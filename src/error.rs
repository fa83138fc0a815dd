//! Error type shared by every stage of the crate.

use thiserror::Error;

/// Errors raised on precondition violations.
///
/// Every failure in this crate is a contract violation by the caller (wrong
/// rank, wrong channel count, mismatched lengths, empty input). Nothing here
/// is transient or worth retrying.
#[derive(Error, Debug, Clone, PartialEq, Eq)]
pub enum Error {
    /// Array shape, channel count or vector length does not match what the
    /// operation requires.
    #[error("invalid input: {0}")]
    InvalidInput(String),
}

impl Error {
    pub(crate) fn invalid(reason: impl Into<String>) -> Self {
        Self::InvalidInput(reason.into())
    }
}

/// Result alias for crate operations.
pub type Result<T> = std::result::Result<T, Error>;
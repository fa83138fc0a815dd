//! Weight fitting for contrast-preserving decolorization.
//!
//! The grayscale is modelled as a polynomial of the RGB values,
//! `G = Σ wₖ · r^i g^j b^k` over all monomials of degree 1..=2. The weights
//! are chosen so that the gray gradients reproduce the Lab color contrast
//! `Cg` in magnitude, with the sign left free where the RGB channels do not
//! agree on an ordering. This is a bimodal likelihood maximized by a
//! fixed-point iteration whose linear step is a 9×9 least-squares solve.
use super::DecolorOptions;
use crate::decolor::lab::srgb_to_lab;
use nalgebra::{DMatrix, DVector};

/// Degree of the RGB polynomial.
pub(crate) const ORDER: u32 = 2;
/// Gradient magnitude above which a channel counts as increasing.
const WEAK_ORDER_LEVEL: f64 = 0.05;
/// Initial weight of each linear term.
const INITIAL_LINEAR_WEIGHT: f64 = 0.33;

/// Interleaved RGB float image with samples in [0, 1].
#[derive(Clone, Debug)]
pub(crate) struct RgbF32 {
    pub w: usize,
    pub h: usize,
    pub data: Vec<f32>,
}

impl RgbF32 {
    pub fn pixels(&self) -> impl Iterator<Item = [f32; 3]> + '_ {
        self.data.chunks_exact(3).map(|px| [px[0], px[1], px[2]])
    }

    fn plane(&self, mut f: impl FnMut([f32; 3]) -> f32) -> Vec<f32> {
        self.pixels().map(&mut f).collect()
    }
}

/// Exponents `[i, j, k]` of every monomial with `1 <= i + j + k <= ORDER`.
pub(crate) fn monomials() -> Vec<[u32; 3]> {
    let mut out = Vec::new();
    for r in 0..=ORDER {
        for g in 0..=ORDER {
            for b in 0..=ORDER {
                let degree = r + g + b;
                if degree > 0 && degree <= ORDER {
                    out.push([r, g, b]);
                }
            }
        }
    }
    out
}

#[inline]
pub(crate) fn eval_monomial(px: [f32; 3], e: [u32; 3]) -> f32 {
    px[0].powi(e[0] as i32) * px[1].powi(e[1] as i32) * px[2].powi(e[2] as i32)
}

/// Forward differences `p(x) − p(x+1)` then `p(y) − p(y+1)`; the last column
/// and last row are zero. Length `2·w·h`.
fn gradient_vector(plane: &[f32], w: usize, h: usize) -> Vec<f64> {
    let mut out = vec![0.0f64; 2 * w * h];
    let (gx, gy) = out.split_at_mut(w * h);
    for y in 0..h {
        for x in 0..w {
            let i = y * w + x;
            if x + 1 < w {
                gx[i] = (plane[i] - plane[i + 1]) as f64;
            }
            if y + 1 < h {
                gy[i] = (plane[i] - plane[i + w]) as f64;
            }
        }
    }
    out
}

/// Lab color contrast per gradient sample, scaled by 1/100.
fn color_contrast(img: &RgbF32) -> Vec<f64> {
    let lab: Vec<[f32; 3]> = img.pixels().map(srgb_to_lab).collect();
    let grads: Vec<Vec<f64>> = (0..3)
        .map(|c| {
            let plane: Vec<f32> = lab.iter().map(|px| px[c]).collect();
            gradient_vector(&plane, img.w, img.h)
        })
        .collect();
    (0..grads[0].len())
        .map(|i| (grads[0][i].powi(2) + grads[1][i].powi(2) + grads[2][i].powi(2)).sqrt() / 100.0)
        .collect()
}

/// +1 where all RGB channels increase together, −1 where all decrease, else 0.
fn weak_order(img: &RgbF32) -> Vec<f64> {
    let grads: Vec<Vec<f64>> = (0..3)
        .map(|c| gradient_vector(&img.plane(|px| px[c]), img.w, img.h))
        .collect();
    (0..grads[0].len())
        .map(|i| {
            let up = grads.iter().all(|g| g[i] > WEAK_ORDER_LEVEL);
            let down = grads.iter().all(|g| g[i] < -WEAK_ORDER_LEVEL);
            f64::from(up as u8) - f64::from(down as u8)
        })
        .collect()
}

/// One row per monomial holding that monomial's gradient vector.
fn polynomial_gradients(img: &RgbF32, basis: &[[u32; 3]]) -> DMatrix<f64> {
    let n = 2 * img.w * img.h;
    let mut p = DMatrix::zeros(basis.len(), n);
    for (k, &e) in basis.iter().enumerate() {
        let plane = img.plane(|px| eval_monomial(px, e));
        let grad = gradient_vector(&plane, img.w, img.h);
        for (dst, v) in p.row_mut(k).iter_mut().zip(grad) {
            *dst = v;
        }
    }
    p
}

fn energy(projection: &DVector<f64>, cg: &[f64], sigma: f64) -> f64 {
    if cg.is_empty() {
        return 0.0;
    }
    let total: f64 = projection
        .iter()
        .zip(cg)
        .map(|(&v, &c)| {
            let a = -(v - c).powi(2) / sigma;
            let b = -(v + c).powi(2) / sigma;
            let m = a.max(b);
            -(m + ((a - m).exp() + (b - m).exp()).ln())
        })
        .sum();
    total / cg.len() as f64
}

/// Fitted weights and convergence details.
#[derive(Clone, Debug)]
pub(crate) struct Solution {
    pub weights: Vec<f64>,
    pub iterations: usize,
    pub energy: f64,
}

pub(crate) fn solve(img: &RgbF32, basis: &[[u32; 3]], options: &DecolorOptions) -> Solution {
    let cg = color_contrast(img);
    let alf = weak_order(img);
    let p = polynomial_gradients(img, basis);

    let normal = &p * p.transpose();
    let svd = normal.svd(true, true);
    let eps = svd.singular_values.max() * 1e-12;

    let mut weights = DVector::from_iterator(
        basis.len(),
        basis.iter().map(|e| {
            if e.iter().sum::<u32>() == 1 {
                INITIAL_LINEAR_WEIGHT
            } else {
                0.0
            }
        }),
    );

    let sq_sigma = options.sigma * options.sigma;
    let mut e = 0.0f64;
    let mut prev_e = f64::INFINITY;
    let mut iterations = 0usize;
    while (e - prev_e).abs() > options.tolerance {
        iterations += 1;
        prev_e = e;

        let projection = p.tr_mul(&weights);
        let target = DVector::from_iterator(
            cg.len(),
            projection.iter().zip(&cg).zip(&alf).map(|((&v, &c), &a)| {
                let pos = (1.0 + a) / 2.0 * (-0.5 * (v - c).powi(2) / sq_sigma).exp();
                let neg = (1.0 - a) / 2.0 * (-0.5 * (v + c).powi(2) / sq_sigma).exp();
                let sum = pos + neg;
                let denom = if sum == 0.0 { 1.0 } else { sum };
                c * (pos - neg) / denom
            }),
        );
        let rhs = &p * target;
        weights = svd
            .solve(&rhs, eps)
            .unwrap_or_else(|_| DVector::zeros(basis.len()));

        e = energy(&p.tr_mul(&weights), &cg, options.sigma);
        if iterations > options.max_iterations {
            break;
        }
    }

    Solution {
        weights: weights.iter().copied().collect(),
        iterations,
        energy: e,
    }
}

#[cfg(test)]
mod tests {
    use super::*;

    fn rgb(w: usize, h: usize, f: impl Fn(usize, usize) -> [f32; 3]) -> RgbF32 {
        let mut data = Vec::with_capacity(w * h * 3);
        for y in 0..h {
            for x in 0..w {
                data.extend_from_slice(&f(x, y));
            }
        }
        RgbF32 { w, h, data }
    }

    #[test]
    fn second_order_basis_has_nine_terms() {
        let basis = monomials();
        assert_eq!(basis.len(), 9);
        assert_eq!(basis.iter().filter(|e| e.iter().sum::<u32>() == 1).count(), 3);
        assert_eq!(basis[0], [0, 0, 1]);
        assert_eq!(basis[8], [2, 0, 0]);
    }

    #[test]
    fn forward_differences_zero_last_row_and_column() {
        let plane = [1.0, 3.0, 6.0, 2.0, 2.0, 2.0];
        let g = gradient_vector(&plane, 3, 2);
        assert_eq!(&g[..6], &[-2.0, -3.0, 0.0, 0.0, 0.0, 0.0]);
        assert_eq!(&g[6..], &[-1.0, 1.0, 4.0, 0.0, 0.0, 0.0]);
    }

    #[test]
    fn weak_order_tracks_joint_channel_direction() {
        let img = rgb(3, 1, |x, _| match x {
            0 => [0.9, 0.9, 0.9],
            1 => [0.1, 0.1, 0.1],
            _ => [0.9, 0.1, 0.5],
        });
        let alf = weak_order(&img);
        assert_eq!(&alf[..3], &[1.0, 0.0, 0.0]);
    }

    #[test]
    fn flat_image_converges_to_zero_weights() {
        let img = rgb(6, 5, |_, _| [0.5, 0.5, 0.5]);
        let sol = solve(&img, &monomials(), &DecolorOptions::default());
        assert!(sol.weights.iter().all(|&w| w == 0.0));
        assert!(sol.iterations >= 1);
    }

    #[test]
    fn iteration_count_is_bounded() {
        let img = rgb(12, 10, |x, y| {
            [
                (x as f32 / 11.0),
                ((x + y) % 5) as f32 / 4.0,
                (y as f32 / 9.0),
            ]
        });
        let options = DecolorOptions::default();
        let sol = solve(&img, &monomials(), &options);
        assert!(sol.iterations <= options.max_iterations + 1);
        assert!(sol.energy.is_finite());
    }
}
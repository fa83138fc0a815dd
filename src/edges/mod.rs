//! Edge extraction: gradients, Canny and centred-threshold extractors.
//!
//! - Sobel gradients with L1/L2 magnitude and replicate borders.
//! - Non‑maximum suppression with double-threshold classification and
//!   8-connected hysteresis, assembled into a Canny detector.
//! - Centred-threshold wrappers turning a per-channel reference intensity
//!   into Canny thresholds, for single planes and RGB images.

pub mod canny;
pub mod centered;
pub mod grad;
pub mod hysteresis;
pub mod nms;

pub use canny::{canny, canny_with, CannyParams};
pub use centered::{centered_canny, centered_canny_color, centered_thresholds, SIGMA};
pub use grad::{sobel_gradients, Grad, GradientNorm};
pub use nms::{run_nms, EdgeClass};
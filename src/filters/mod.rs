//! Low-level filtering primitives: separable Gaussian blur and resampling.
//!
//! Both operate on interleaved row-major buffers with an arbitrary channel
//! count, and wrap those buffers in the typed containers at the edges.

pub mod gaussian;
pub mod resample;

pub use gaussian::{gaussian_blur, GaussianFilter, SeparableFilter};
pub use resample::{resize_color, Interpolation};
//! Public entry points: the Canny-pyramid edge map and the CPDS map.
//!
//! Both stages end the same way: a float plane is stretched with
//! [`norm255`] and clipped to 8 bits, so the returned map always has the
//! input's dimensions.

use crate::decolor::decolorize;
use crate::diagnostics::timing::elapsed_ms;
use crate::diagnostics::{CannyPyramidReport, CpdsReport, InputDescriptor, TimingBreakdown};
use crate::error::{Error, Result};
use crate::filters::gaussian_blur;
use crate::image::{ColorImage, GrayImageU8, ImageF32};
use crate::normalize::{clip_to_u8, norm255};
use crate::pyramid::{composite_edges_traced, SCALE_FACTORS};
use log::debug;
use std::time::Instant;

/// Pre-blur applied before decolorization in `cpds`.
pub const CPDS_BLUR_SIGMA: f32 = 0.8;

/// Multi-resolution Canny edge map of `image`.
pub fn canny_pyramid(image: &ColorImage) -> Result<GrayImageU8> {
    canny_pyramid_with_report(image).map(|(map, _)| map)
}

/// Color-probability-density surface of `image`.
pub fn cpds(image: &ColorImage) -> Result<GrayImageU8> {
    cpds_with_report(image).map(|(map, _)| map)
}

/// `canny_pyramid` plus per-stage timings and per-scale statistics.
pub fn canny_pyramid_with_report(image: &ColorImage) -> Result<(GrayImageU8, CannyPyramidReport)> {
    let start = Instant::now();
    ensure_not_empty(image, "canny_pyramid")?;
    let mut timings = TimingBreakdown::default();

    let (volume, pyramid) =
        timings.time("pyramid", || composite_edges_traced(image, &SCALE_FACTORS))?;
    let map = timings.time("normalize", || {
        norm255(volume.sum_channels()).map(|plane| clip_to_u8(&plane))
    })?;

    timings.total_ms = elapsed_ms(start);
    debug!(
        "canny_pyramid: {}x{} in {:.2} ms",
        image.width(),
        image.height(),
        timings.total_ms
    );
    let report = CannyPyramidReport {
        input: describe(image),
        timings,
        pyramid,
    };
    Ok((map, report))
}

/// `cpds` plus per-stage timings and the decolorization summary.
pub fn cpds_with_report(image: &ColorImage) -> Result<(GrayImageU8, CpdsReport)> {
    let start = Instant::now();
    ensure_not_empty(image, "cpds")?;
    let mut timings = TimingBreakdown::default();

    let blurred = timings.time("blur", || gaussian_blur(image, CPDS_BLUR_SIGMA));
    let decolorized = timings.time("decolor", || decolorize(&blurred));

    let (surface, offset_max) = timings.time("residual", || {
        let mut surface = ImageF32::new(image.width(), image.height());
        let mut offset_max = 0.0f32;
        let residuals = blurred.pixels().zip(decolorized.boost.pixels());
        for ((out, (a, b)), &d) in surface
            .data
            .iter_mut()
            .zip(residuals)
            .zip(decolorized.density.as_raw())
        {
            let offset = a
                .iter()
                .zip(b)
                .map(|(&p, &q)| {
                    let diff = p as f32 - q as f32;
                    diff * diff
                })
                .sum::<f32>()
                .sqrt();
            offset_max = offset_max.max(offset);
            *out = d as f32 + offset;
        }
        (surface, offset_max)
    });
    let map = timings.time("normalize", || norm255(surface).map(|plane| clip_to_u8(&plane)))?;

    timings.total_ms = elapsed_ms(start);
    debug!(
        "cpds: {}x{} offset_max={offset_max:.2} in {:.2} ms",
        image.width(),
        image.height(),
        timings.total_ms
    );
    let report = CpdsReport {
        input: describe(image),
        timings,
        decolor: decolorized.stage,
        offset_max,
    };
    Ok((map, report))
}

fn ensure_not_empty(image: &ColorImage, stage: &str) -> Result<()> {
    if image.is_empty() {
        return Err(Error::invalid(format!("{stage}: input image is empty")));
    }
    Ok(())
}

fn describe(image: &ColorImage) -> InputDescriptor {
    InputDescriptor {
        width: image.width(),
        height: image.height(),
    }
}
//! Canny with thresholds centred on a reference intensity.
//!
//! Given a centre value `c` (typically the channel median), the low/high
//! thresholds are placed at `(1 − σ)·c` and `(1 + σ)·c` with σ = 0.4, which
//! keeps the detector's sensitivity proportional to the image's own
//! brightness instead of a fixed absolute level.
use crate::edges::canny::canny;
use crate::error::{Error, Result};
use crate::image::{ColorImage, EdgeVolume, ImageF32, ImageU8, CHANNELS};

/// Relative spread of the thresholds around the centre value.
pub const SIGMA: f32 = 0.4;

/// `(lower, upper)` thresholds around `center`, floored and clamped to 0..=255.
pub fn centered_thresholds(center: f32) -> (u8, u8) {
    let lower = ((1.0 - SIGMA) * center).floor().clamp(0.0, 255.0);
    let upper = ((1.0 + SIGMA) * center).floor().clamp(0.0, 255.0);
    (lower as u8, upper as u8)
}

/// Edge map of one plane with values in {0.0, 1.0}.
pub fn centered_canny(plane: &ImageU8<'_>, center: f32) -> ImageF32 {
    let (lower, upper) = centered_thresholds(center);
    let mask = canny(plane, lower as f32, upper as f32);
    let mut out = ImageF32::new(plane.w, plane.h);
    for (dst, &m) in out.data.iter_mut().zip(mask.as_raw()) {
        *dst = m as f32 / 255.0;
    }
    out
}

/// Per-channel centred Canny stacked into an edge volume.
///
/// `centers` must hold one value per channel.
pub fn centered_canny_color(image: &ColorImage, centers: &[f32]) -> Result<EdgeVolume> {
    if centers.len() != CHANNELS {
        return Err(Error::invalid(format!(
            "expected {CHANNELS} channel centers, got {}",
            centers.len()
        )));
    }
    let planes: [ImageF32; CHANNELS] = std::array::from_fn(|c| {
        let channel = image.channel(c);
        centered_canny(&channel.as_view(), centers[c])
    });
    EdgeVolume::from_planes(planes)
}
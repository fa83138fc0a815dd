//! Image resampling with area-averaging and bilinear kernels.
//!
//! Both kernels are separable, so each is expressed as a per-axis table of
//! `(source index, weight)` taps and applied in two passes. Buffers are
//! interleaved with `channels` samples per pixel.
//!
//! - `Area`: every destination pixel averages the source pixels it covers,
//!   weighted by overlap. The natural choice for decimation (no aliasing).
//! - `Linear`: half-pixel-centred bilinear interpolation with source
//!   coordinates clamped to the image.
use crate::image::{ColorImage, CHANNELS};

/// Interpolation kernel used by `resize_color`.
#[derive(Clone, Copy, Debug, PartialEq, Eq)]
pub enum Interpolation {
    Area,
    Linear,
}

type AxisTaps = Vec<Vec<(usize, f32)>>;

fn area_taps(src_len: usize, dst_len: usize) -> AxisTaps {
    let scale = src_len as f64 / dst_len as f64;
    (0..dst_len)
        .map(|i| {
            let start = i as f64 * scale;
            let end = ((i + 1) as f64 * scale).min(src_len as f64);
            let first = start.floor() as usize;
            let last = (end.ceil() as usize).min(src_len);
            (first..last)
                .filter_map(|s| {
                    let overlap = end.min((s + 1) as f64) - start.max(s as f64);
                    (overlap > 1e-9).then(|| (s, (overlap / scale) as f32))
                })
                .collect()
        })
        .collect()
}

fn linear_taps(src_len: usize, dst_len: usize) -> AxisTaps {
    let scale = src_len as f64 / dst_len as f64;
    let last = src_len - 1;
    (0..dst_len)
        .map(|i| {
            let f = (i as f64 + 0.5) * scale - 0.5;
            let mut s = f.floor() as isize;
            let mut frac = f - s as f64;
            if s < 0 {
                s = 0;
                frac = 0.0;
            }
            if s as usize >= last {
                s = last as isize;
                frac = 0.0;
            }
            let s = s as usize;
            if frac == 0.0 {
                vec![(s, 1.0)]
            } else {
                vec![(s, (1.0 - frac) as f32), (s + 1, frac as f32)]
            }
        })
        .collect()
}

fn resample(
    src: &[f32],
    w: usize,
    h: usize,
    channels: usize,
    (dw, dh): (usize, usize),
    taps_x: &AxisTaps,
    taps_y: &AxisTaps,
) -> Vec<f32> {
    // horizontal: h rows of dw pixels
    let mut tmp = vec![0.0f32; dw * h * channels];
    for y in 0..h {
        let src_row = &src[y * w * channels..(y + 1) * w * channels];
        let dst_row = &mut tmp[y * dw * channels..(y + 1) * dw * channels];
        for (x, taps) in taps_x.iter().enumerate() {
            for &(sx, wt) in taps {
                let s = &src_row[sx * channels..(sx + 1) * channels];
                let d = &mut dst_row[x * channels..(x + 1) * channels];
                for (dv, &sv) in d.iter_mut().zip(s) {
                    *dv += wt * sv;
                }
            }
        }
    }

    // vertical
    let row_len = dw * channels;
    let mut out = vec![0.0f32; dw * dh * channels];
    for (y, taps) in taps_y.iter().enumerate() {
        let dst_row = &mut out[y * row_len..(y + 1) * row_len];
        for &(sy, wt) in taps {
            let src_row = &tmp[sy * row_len..(sy + 1) * row_len];
            for (dv, &sv) in dst_row.iter_mut().zip(src_row) {
                *dv += wt * sv;
            }
        }
    }
    out
}

fn is_degenerate(w: usize, h: usize, dw: usize, dh: usize) -> bool {
    w == 0 || h == 0 || dw == 0 || dh == 0
}

/// Area-averaging resize of an interleaved 8-bit buffer (rounded, saturated).
pub fn resize_area_u8(
    src: &[u8],
    w: usize,
    h: usize,
    channels: usize,
    dw: usize,
    dh: usize,
) -> Vec<u8> {
    if is_degenerate(w, h, dw, dh) {
        return vec![0; dw * dh * channels];
    }
    if (w, h) == (dw, dh) {
        return src.to_vec();
    }
    let srcf: Vec<f32> = src.iter().map(|&v| v as f32).collect();
    let out = resample(
        &srcf,
        w,
        h,
        channels,
        (dw, dh),
        &area_taps(w, dw),
        &area_taps(h, dh),
    );
    out.iter().map(|&v| v.round().clamp(0.0, 255.0) as u8).collect()
}

/// Bilinear resize of an interleaved float buffer.
pub fn resize_linear_f32(
    src: &[f32],
    w: usize,
    h: usize,
    channels: usize,
    dw: usize,
    dh: usize,
) -> Vec<f32> {
    if is_degenerate(w, h, dw, dh) {
        return vec![0.0; dw * dh * channels];
    }
    if (w, h) == (dw, dh) {
        return src.to_vec();
    }
    resample(
        src,
        w,
        h,
        channels,
        (dw, dh),
        &linear_taps(w, dw),
        &linear_taps(h, dh),
    )
}

/// Resize an RGB image to `width × height` with the given kernel.
pub fn resize_color(
    image: &ColorImage,
    width: usize,
    height: usize,
    interpolation: Interpolation,
) -> ColorImage {
    let (w, h) = (image.width(), image.height());
    let data = match interpolation {
        Interpolation::Area => resize_area_u8(image.as_raw(), w, h, CHANNELS, width, height),
        Interpolation::Linear => {
            let srcf: Vec<f32> = image.as_raw().iter().map(|&v| v as f32).collect();
            resize_linear_f32(&srcf, w, h, CHANNELS, width, height)
                .iter()
                .map(|&v| v.round().clamp(0.0, 255.0) as u8)
                .collect()
        }
    };
    ColorImage::from_raw_parts(width, height, data)
}
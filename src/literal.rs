use std::fmt;
use std::ops;

pub type Variable = u32;

/// A signed DIMACS variable as read by the (Q)DIMACS front-ends.
///
/// The variable is stored in the upper bits, the sign in the lowest bit.
#[derive(PartialEq, Eq, PartialOrd, Ord, Copy, Clone, Debug, Hash)]
pub struct Literal {
    x: u32,
}

impl Literal {
    pub fn new(variable: Variable, signed: bool) -> Literal {
        Literal {
            x: variable << 1 | (signed as u32),
        }
    }

    /// Returns true if `Literal` is signed
    ///
    /// # Examples
    ///
    /// ```
    /// assert!(qsat::Literal::new(0, true).signed());
    /// assert!(!qsat::Literal::new(0, false).signed());
    /// ```
    pub fn signed(self) -> bool {
        (self.x & 1) != 0
    }

    pub fn variable(self) -> Variable {
        self.x >> 1
    }

    pub fn dimacs(self) -> i32 {
        let base = self.variable() as i32;
        if self.signed() {
            -base
        } else {
            base
        }
    }
}

impl ops::Neg for Literal {
    type Output = Literal;

    fn neg(self) -> Literal {
        Literal { x: self.x ^ 1 }
    }
}

impl From<i32> for Literal {
    fn from(literal: i32) -> Self {
        let signed = literal < 0;
        let abs = literal.abs() as Variable;
        Literal::new(abs, signed)
    }
}

impl fmt::Display for Literal {
    fn fmt(&self, f: &mut fmt::Formatter) -> fmt::Result {
        write!(f, "{}", self.dimacs())
    }
}

#[cfg(test)]
mod tests {

    use std::mem;

    use super::*;

    #[test]
    fn size_of_literal() {
        let result = mem::size_of::<Literal>();
        assert!(
            result == 4,
            "Size of `Literal` should be 4 bytes, was `{}`",
            result
        );
    }

    #[test]
    fn negation_flips_sign_only() {
        let lit = Literal::new(7, false);
        assert_eq!((-lit).variable(), 7);
        assert!((-lit).signed());
        assert_eq!(-(-lit), lit);
    }

    #[test]
    fn dimacs_conversion() {
        let lit: Literal = (-3).into();
        assert_eq!(lit.dimacs(), -3);
        assert_eq!(lit.variable(), 3);
        assert_eq!(format!("{}", -lit), "3");
    }
}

_ _ _ _

### [What is needed]
Begin at the line above that has "for crate operations." and stop after the line that has "maximized by a", copying each line exactly and adding nothing else.

### [Answer to this task]
/// Result alias for crate operations.
pub type Result<T> = std::result::Result<T, Error>;
repository fa83138fc0a815dd
//! Weight fitting for contrast-preserving decolorization.
//!
//! The grayscale is modelled as a polynomial of the RGB values,
//! `G = Σ wₖ · r^i g^j b^k` over all monomials of degree 1..=2. The weights
//! are chosen so that the gray gradients reproduce the Lab color contrast
//! `Cg` in magnitude, with the sign left free where the RGB channels do not
//! agree on an ordering. This is a bimodal likelihood maximized by a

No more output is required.